● **ASSIGNMENT**:
Look through the data below and report how many lines include "super". Only the number should be given.

● **MATERIAL FOR THIS TASK**:
=== Begin Enclosure ===

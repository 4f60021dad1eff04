//! Configuration for the batch coordinator.

use std::time::Duration;

use serde::{Deserialize, Serialize};

/// Configuration for the batch coordinator
#[derive(Debug, Clone, PartialEq, Eq, Serialize, Deserialize)]
#[serde(default)]
pub struct BatchConfig {
    /// Collection window in milliseconds, re-armed by every new request
    /// for the key (default: 50)
    pub batch_delay_ms: u64,

    /// Number of requests that flushes a batch immediately (default: 10)
    pub max_batch_size: usize,
}

impl Default for BatchConfig {
    fn default() -> Self {
        Self { batch_delay_ms: 50, max_batch_size: 10 }
    }
}

impl BatchConfig {
    /// Create config optimized for low latency (small, short windows)
    pub fn low_latency() -> Self {
        Self { batch_delay_ms: 5, max_batch_size: 4 }
    }

    /// Create config optimized for high throughput (large, long windows)
    pub fn high_throughput() -> Self {
        Self { batch_delay_ms: 100, max_batch_size: 50 }
    }

    /// Create config from environment variables
    pub fn from_env() -> Self {
        let mut config = Self::default();

        if let Ok(val) = std::env::var("REQFLOW_BATCH_DELAY_MS") {
            if let Ok(n) = val.parse() {
                config.batch_delay_ms = n;
            }
        }

        if let Ok(val) = std::env::var("REQFLOW_MAX_BATCH_SIZE") {
            if let Ok(n) = val.parse() {
                config.max_batch_size = n;
            }
        }

        config
    }

    /// Get the collection window as Duration
    pub fn batch_delay(&self) -> Duration {
        Duration::from_millis(self.batch_delay_ms)
    }

    /// Batch size threshold, never below one
    pub fn effective_max_batch_size(&self) -> usize {
        self.max_batch_size.max(1)
    }
}
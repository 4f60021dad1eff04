//! Keyed request batching.
//!
//! # Architecture
//!
//! ```text
//! batch("GET:/a", p1) ─┐
//! batch("GET:/a", p2) ─┼──► Batch "GET:/a" [p1, p2, p3] ──► executor([p1, p2, p3])
//! batch("GET:/a", p3) ─┘        │                                 │
//!                               │ flush on max_batch_size         ▼
//!                               │ or window expiry        [r1, r2, r3] by index
//! batch("GET:/b", q1) ───► Batch "GET:/b" [q1] ──► ...
//! ```
//!
//! # Features
//!
//! - **One batch per key**: at most one open batch and one armed timer per key
//! - **Exactly-once flush**: size threshold or timer, never both
//! - **Index-aligned results**: a wrong-length response is a contract violation
//!   delivered to every caller of the batch
//! - **No silent drops**: `clear()` settles queued requests with a cancellation

mod config;
mod coordinator;

pub use config::BatchConfig;
pub use coordinator::{BatchCoordinator, FlushTrigger};
//! Bounded-concurrency priority scheduler.

use std::future::Future;
use std::panic::AssertUnwindSafe;
use std::sync::{Arc, Mutex, MutexGuard, PoisonError};

use futures::future::BoxFuture;
use futures::FutureExt;
use tokio::time::Instant;
use tracing::{debug, warn};

use super::config::SchedulerConfig;
use super::queue::{Job, WaitingQueue, WaitingTask};
use crate::clock::{tokio_clock, SharedClock};
use crate::error::{BoxError, CancelReason, CoordinationError};
use crate::handle::{settle, Handle, Settler};
use crate::metrics::CoordinationMetrics;

type BoxedTask<T> = Box<dyn FnOnce() -> BoxFuture<'static, Result<T, BoxError>> + Send>;

struct TaskJob<T> {
    task: BoxedTask<T>,
    settler: Settler<T>,
}

impl<T: Send + 'static> Job for TaskJob<T> {
    fn run(self: Box<Self>) -> BoxFuture<'static, ()> {
        let TaskJob { task, settler } = *self;
        async move {
            let result = task().await.map_err(CoordinationError::executor);
            settle(settler, result);
        }
        .boxed()
    }

    fn reject(self: Box<Self>, err: CoordinationError) {
        settle(self.settler, Err(err));
    }
}

struct SchedulerState {
    queue: WaitingQueue,
    running: usize,
    next_sequence: u64,
    drain_scheduled: bool,
}

struct Inner {
    config: SchedulerConfig,
    clock: SharedClock,
    metrics: Arc<CoordinationMetrics>,
    state: Mutex<SchedulerState>,
}

/// Runs submitted tasks with at most `max_concurrent` in flight, starting
/// waiting tasks by priority (higher first) and then arrival order.
///
/// Running tasks are never preempted. Cloning yields another handle to the
/// same scheduler.
#[derive(Clone)]
pub struct PriorityScheduler {
    inner: Arc<Inner>,
}

impl PriorityScheduler {
    pub fn new(config: SchedulerConfig) -> Self {
        Self::from_parts(config, tokio_clock(), Arc::new(CoordinationMetrics::new()))
    }

    pub fn from_parts(
        config: SchedulerConfig,
        clock: SharedClock,
        metrics: Arc<CoordinationMetrics>,
    ) -> Self {
        Self {
            inner: Arc::new(Inner {
                config,
                clock,
                metrics,
                state: Mutex::new(SchedulerState {
                    queue: WaitingQueue::default(),
                    running: 0,
                    next_sequence: 0,
                    drain_scheduled: false,
                }),
            }),
        }
    }

    /// Enqueue `task` with the default priority (0).
    pub fn enqueue<F, Fut, T, E>(&self, task: F) -> Handle<T>
    where
        F: FnOnce() -> Fut + Send + 'static,
        Fut: Future<Output = Result<T, E>> + Send + 'static,
        T: Send + 'static,
        E: Into<BoxError>,
    {
        self.enqueue_with_priority(task, 0)
    }

    /// Enqueue `task`; never blocks.
    ///
    /// The task joins the waiting list before this returns. Waiting tasks
    /// are started on the next scheduler turn, so on a current-thread
    /// runtime a burst of enqueues made without yielding is started in
    /// priority order. On a multi-thread runtime the drain may run on
    /// another worker mid-burst and start early arrivals while slots are
    /// free. Ordering among tasks that wait for a slot holds on any runtime.
    ///
    /// # Panics
    ///
    /// Must be called from within a tokio runtime.
    pub fn enqueue_with_priority<F, Fut, T, E>(&self, task: F, priority: i32) -> Handle<T>
    where
        F: FnOnce() -> Fut + Send + 'static,
        Fut: Future<Output = Result<T, E>> + Send + 'static,
        T: Send + 'static,
        E: Into<BoxError>,
    {
        self.inner.metrics.record_scheduled();
        let max_concurrent = self.inner.config.effective_max_concurrent();

        let mut state = self.inner.lock();

        if let Some(max) = self.inner.config.max_queue_size {
            let free_slots = max_concurrent.saturating_sub(state.running);
            if state.queue.len() >= max + free_slots {
                drop(state);
                self.inner.metrics.record_rejected();
                warn!(max, priority, "Scheduler queue full, rejecting task");
                return Handle::settled(Err(CoordinationError::QueueOverflow { max }));
            }
        }

        let (settler, handle) = Handle::channel();
        let task: BoxedTask<T> =
            Box::new(move || async move { task().await.map_err(Into::into) }.boxed());

        let sequence = state.next_sequence;
        state.next_sequence += 1;

        let watchdog = self.inner.config.queue_timeout().map(|timeout| {
            let sleep = self.inner.clock.sleep(timeout);
            let inner = Arc::clone(&self.inner);
            tokio::spawn(async move {
                sleep.await;
                inner.expire(sequence);
            })
            .abort_handle()
        });

        state.queue.push(WaitingTask {
            priority,
            sequence,
            enqueued_at: Instant::now(),
            job: Box::new(TaskJob { task, settler }),
            watchdog,
        });

        if !state.drain_scheduled {
            state.drain_scheduled = true;
            let inner = Arc::clone(&self.inner);
            tokio::spawn(async move { inner.drain() });
        }

        handle
    }

    /// Reject every waiting (not yet started) task with a cancellation
    /// error. Running tasks are unaffected. Returns the number rejected.
    pub fn clear(&self) -> usize {
        let waiting = self.inner.lock().queue.drain_ordered();
        let cancelled = waiting.len();

        for mut task in waiting {
            task.cancel_watchdog();
            task.job.reject(CoordinationError::cancelled(CancelReason::Cleared));
        }

        if cancelled > 0 {
            self.inner.metrics.record_cancelled(cancelled);
            warn!(cancelled, "Scheduler cleared with waiting tasks");
        }
        cancelled
    }

    /// Configured concurrency bound
    pub fn max_concurrent(&self) -> usize {
        self.inner.config.effective_max_concurrent()
    }

    pub fn running_count(&self) -> usize {
        self.inner.lock().running
    }

    pub fn waiting_count(&self) -> usize {
        self.inner.lock().queue.len()
    }

    pub fn metrics(&self) -> &Arc<CoordinationMetrics> {
        &self.inner.metrics
    }

    pub fn config(&self) -> &SchedulerConfig {
        &self.inner.config
    }
}

impl Inner {
    fn lock(&self) -> MutexGuard<'_, SchedulerState> {
        self.state.lock().unwrap_or_else(PoisonError::into_inner)
    }

    /// Start waiting tasks while slots are free.
    fn drain(self: Arc<Self>) {
        let max_concurrent = self.config.effective_max_concurrent();

        let started: Vec<WaitingTask> = {
            let mut state = self.lock();
            state.drain_scheduled = false;

            let mut started = Vec::new();
            while state.running < max_concurrent {
                let Some(mut task) = state.queue.pop() else { break };
                task.cancel_watchdog();
                state.running += 1;
                started.push(task);
            }
            started
        };

        for task in started {
            debug!(
                priority = task.priority,
                sequence = task.sequence,
                waited_ms = task.enqueued_at.elapsed().as_millis() as u64,
                "Starting task"
            );
            let inner = Arc::clone(&self);
            tokio::spawn(async move {
                // A panicking task drops its settler, which reports
                // `Abandoned` to the caller; the slot is still released.
                let _ = AssertUnwindSafe(task.job.run()).catch_unwind().await;
                inner.finish();
            });
        }
    }

    fn finish(self: Arc<Self>) {
        {
            let mut state = self.lock();
            state.running = state.running.saturating_sub(1);
        }
        self.drain();
    }

    /// Watchdog expiry: reject the task if it is still waiting.
    fn expire(&self, sequence: u64) {
        let expired = self.lock().queue.remove(sequence);
        if let Some(task) = expired {
            let waited = task.enqueued_at.elapsed();
            self.metrics.record_timeout();
            warn!(priority = task.priority, waited_ms = waited.as_millis() as u64, "Task timed out in queue");
            task.job.reject(CoordinationError::cancelled(CancelReason::TimedOut { waited }));
        }
    }
}
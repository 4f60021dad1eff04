//! In-flight request deduplication.
//!
//! Concurrent calls for the same key share one execution. The first call
//! spawns the executor and stores a shared future under the key; callers
//! arriving before it settles receive a clone of that same future. The
//! entry is removed by the executing task itself once the outcome is
//! known, so nothing is cached past settlement.
//!
//! ```text
//! deduplicate("user:1", f) ──► spawn f() ──► Pending { id: 7, shared }
//! deduplicate("user:1", g) ──────────────────► shared.clone()   (g dropped)
//!                               f settles ──► remove "user:1" if id == 7
//! deduplicate("user:1", h) ──► spawn h() ──► Pending { id: 8, shared }
//! ```

use std::collections::HashMap;
use std::fmt::Debug;
use std::future::Future;
use std::hash::Hash;
use std::sync::{Arc, Mutex, MutexGuard, PoisonError};

use futures::future::{BoxFuture, Shared};
use futures::FutureExt;
use tracing::debug;

use crate::error::{BoxError, CancelReason, CoordinationError, CoordinationResult};
use crate::metrics::CoordinationMetrics;

/// Future shared by every caller coalesced onto one execution.
pub type Coalesced<T> = Shared<BoxFuture<'static, CoordinationResult<T>>>;

struct Pending<T> {
    id: u64,
    shared: Coalesced<T>,
}

struct DedupState<K, T> {
    pending: HashMap<K, Pending<T>>,
    next_id: u64,
}

struct Inner<K, T> {
    metrics: Arc<CoordinationMetrics>,
    state: Mutex<DedupState<K, T>>,
}

impl<K: Hash + Eq, T> Inner<K, T> {
    fn lock(&self) -> MutexGuard<'_, DedupState<K, T>> {
        self.state.lock().unwrap_or_else(PoisonError::into_inner)
    }

    /// Forget `key` only if it still refers to execution `id`. A `clear()`
    /// followed by a fresh call must not lose the newer entry.
    fn remove_if_current(&self, key: &K, id: u64) {
        let mut state = self.lock();
        if state.pending.get(key).is_some_and(|pending| pending.id == id) {
            state.pending.remove(key);
        }
    }
}

/// Removes the pending entry when the executing task ends, including
/// when the executor panics.
struct SettleGuard<K: Hash + Eq, T> {
    inner: Arc<Inner<K, T>>,
    key: K,
    id: u64,
}

impl<K: Hash + Eq, T> Drop for SettleGuard<K, T> {
    fn drop(&mut self) {
        self.inner.remove_if_current(&self.key, self.id);
    }
}

/// Coalesces concurrent identical operations into one execution.
pub struct Deduplicator<K, T> {
    inner: Arc<Inner<K, T>>,
}

impl<K, T> Clone for Deduplicator<K, T> {
    fn clone(&self) -> Self {
        Self { inner: Arc::clone(&self.inner) }
    }
}

impl<K, T> Default for Deduplicator<K, T>
where
    K: Hash + Eq + Clone + Debug + Send + Sync + 'static,
    T: Clone + Send + Sync + 'static,
{
    fn default() -> Self {
        Self::new()
    }
}

impl<K, T> Deduplicator<K, T>
where
    K: Hash + Eq + Clone + Debug + Send + Sync + 'static,
    T: Clone + Send + Sync + 'static,
{
    pub fn new() -> Self {
        Self::with_metrics(Arc::new(CoordinationMetrics::new()))
    }

    pub fn with_metrics(metrics: Arc<CoordinationMetrics>) -> Self {
        Self {
            inner: Arc::new(Inner {
                metrics,
                state: Mutex::new(DedupState { pending: HashMap::new(), next_id: 0 }),
            }),
        }
    }

    /// Run `executor` for `key`, or join the execution already in flight.
    ///
    /// All callers coalesced onto one execution receive clones of the same
    /// future and therefore the same value or the same error instance.
    /// The executor runs on a spawned task, so it makes progress even if
    /// every caller drops its future.
    ///
    /// # Panics
    ///
    /// Must be called from within a tokio runtime.
    pub fn deduplicate<F, Fut, E>(&self, key: K, executor: F) -> Coalesced<T>
    where
        F: FnOnce() -> Fut + Send + 'static,
        Fut: Future<Output = Result<T, E>> + Send + 'static,
        E: Into<BoxError>,
    {
        self.inner.metrics.record_request();

        let mut state = self.inner.lock();
        if let Some(pending) = state.pending.get(&key) {
            self.inner.metrics.record_deduplication();
            debug!(key = ?key, "Joining in-flight operation");
            return pending.shared.clone();
        }

        let id = state.next_id;
        state.next_id += 1;

        // The task cannot remove its entry before it is inserted: removal
        // takes the lock held here.
        let inner = Arc::clone(&self.inner);
        let task_key = key.clone();
        let task = tokio::spawn(async move {
            let guard = SettleGuard { inner, key: task_key, id };
            let result = executor().await.map_err(CoordinationError::executor);
            drop(guard);
            result
        });

        let shared = async move {
            task.await
                .unwrap_or_else(|_| Err(CoordinationError::cancelled(CancelReason::Abandoned)))
        }
        .boxed()
        .shared();

        state.pending.insert(key, Pending { id, shared: shared.clone() });
        shared
    }

    pub fn is_pending(&self, key: &K) -> bool {
        self.inner.lock().pending.contains_key(key)
    }

    /// Number of keys with an execution in flight
    pub fn pending_count(&self) -> usize {
        self.inner.lock().pending.len()
    }

    /// Forget every in-flight entry.
    ///
    /// Futures already handed out still settle normally; only new calls
    /// stop joining them.
    pub fn clear(&self) {
        let mut state = self.inner.lock();
        if !state.pending.is_empty() {
            debug!(forgotten = state.pending.len(), "Clearing deduplicator");
        }
        state.pending.clear();
    }

    pub fn metrics(&self) -> &Arc<CoordinationMetrics> {
        &self.inner.metrics
    }
}

#[cfg(test)]
mod tests {
    use std::sync::atomic::{AtomicUsize, Ordering};

    use tokio::sync::oneshot;

    use super::*;

    #[tokio::test]
    async fn test_concurrent_calls_share_one_execution() {
        let dedup = Deduplicator::<&str, u32>::new();
        let calls = Arc::new(AtomicUsize::new(0));
        let (release, gate) = oneshot::channel::<()>();

        let counter = Arc::clone(&calls);
        let first = dedup.deduplicate("user:1", move || async move {
            counter.fetch_add(1, Ordering::SeqCst);
            let _ = gate.await;
            Ok::<_, BoxError>(42)
        });

        let counter = Arc::clone(&calls);
        let second = dedup.deduplicate("user:1", move || async move {
            counter.fetch_add(1, Ordering::SeqCst);
            Ok::<_, BoxError>(0)
        });

        assert!(first.ptr_eq(&second));
        assert!(dedup.is_pending(&"user:1"));
        assert_eq!(dedup.pending_count(), 1);

        release.send(()).unwrap();
        assert_eq!(first.await.unwrap(), 42);
        assert_eq!(second.await.unwrap(), 42);
        assert_eq!(calls.load(Ordering::SeqCst), 1);
    }

    #[tokio::test]
    async fn test_settled_operation_is_not_cached() {
        let dedup = Deduplicator::<&str, u32>::new();

        let first = dedup.deduplicate("k", || async { Ok::<_, BoxError>(1) });
        assert_eq!(first.await.unwrap(), 1);
        assert!(!dedup.is_pending(&"k"));

        let second = dedup.deduplicate("k", || async { Ok::<_, BoxError>(2) });
        assert_eq!(second.await.unwrap(), 2);
    }

    #[tokio::test]
    async fn test_failure_is_shared_and_removed() {
        let dedup = Deduplicator::<&str, u32>::new();
        let (release, gate) = oneshot::channel::<()>();

        let first = dedup.deduplicate("k", move || async move {
            let _ = gate.await;
            Err::<u32, BoxError>("backend down".into())
        });
        let second = dedup.deduplicate("k", || async { Ok::<_, BoxError>(0) });
        release.send(()).unwrap();

        let a = first.await.unwrap_err();
        let b = second.await.unwrap_err();
        assert!(a.same_executor_error(&b));
        assert_eq!(a.to_string(), "Executor failed: backend down");
        assert!(!dedup.is_pending(&"k"));
    }

    #[tokio::test]
    async fn test_distinct_keys_run_independently() {
        let dedup = Deduplicator::<u32, u32>::new();
        let a = dedup.deduplicate(1, || async { Ok::<_, BoxError>(10) });
        let b = dedup.deduplicate(2, || async { Ok::<_, BoxError>(20) });

        assert!(!a.ptr_eq(&b));
        assert_eq!(dedup.pending_count(), 2);
        assert_eq!(a.await.unwrap(), 10);
        assert_eq!(b.await.unwrap(), 20);
    }

    #[tokio::test]
    async fn test_clear_keeps_existing_futures_alive() {
        let dedup = Deduplicator::<&str, u32>::new();
        let (release, gate) = oneshot::channel::<()>();

        let old = dedup.deduplicate("k", move || async move {
            let _ = gate.await;
            Ok::<_, BoxError>(1)
        });
        dedup.clear();
        assert_eq!(dedup.pending_count(), 0);

        let (release_new, gate_new) = oneshot::channel::<()>();
        let new = dedup.deduplicate("k", move || async move {
            let _ = gate_new.await;
            Ok::<_, BoxError>(2)
        });
        assert!(!old.ptr_eq(&new));

        release.send(()).unwrap();
        assert_eq!(old.await.unwrap(), 1);
        // The old execution settling must not forget the newer entry
        assert!(dedup.is_pending(&"k"));

        release_new.send(()).unwrap();
        assert_eq!(new.await.unwrap(), 2);
        assert!(!dedup.is_pending(&"k"));
    }

    #[tokio::test]
    async fn test_panicking_executor_is_abandoned() {
        let dedup = Deduplicator::<&str, u32>::new();
        let fut = dedup.deduplicate("k", || async {
            if true {
                panic!("executor bug");
            }
            Ok::<_, BoxError>(0)
        });

        let err = fut.await.unwrap_err();
        assert!(matches!(err, CoordinationError::Cancelled(CancelReason::Abandoned)));
        assert!(!dedup.is_pending(&"k"));
    }

    #[tokio::test]
    async fn test_metrics() {
        let dedup = Deduplicator::<&str, u32>::new();
        let (release, gate) = oneshot::channel::<()>();

        let first = dedup.deduplicate("k", move || async move {
            let _ = gate.await;
            Ok::<_, BoxError>(1)
        });
        let joined: Vec<_> =
            (0..3).map(|_| dedup.deduplicate("k", || async { Ok::<_, BoxError>(0) })).collect();
        release.send(()).unwrap();

        first.await.unwrap();
        for fut in joined {
            fut.await.unwrap();
        }

        let snapshot = dedup.metrics().snapshot();
        assert_eq!(snapshot.total_requests, 4);
        assert_eq!(snapshot.deduplicated_requests, 3);
        assert!((snapshot.deduplication_rate - 0.75).abs() < 0.001);
    }
}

=== End Enclosure ===

● **OUTPUT**:
3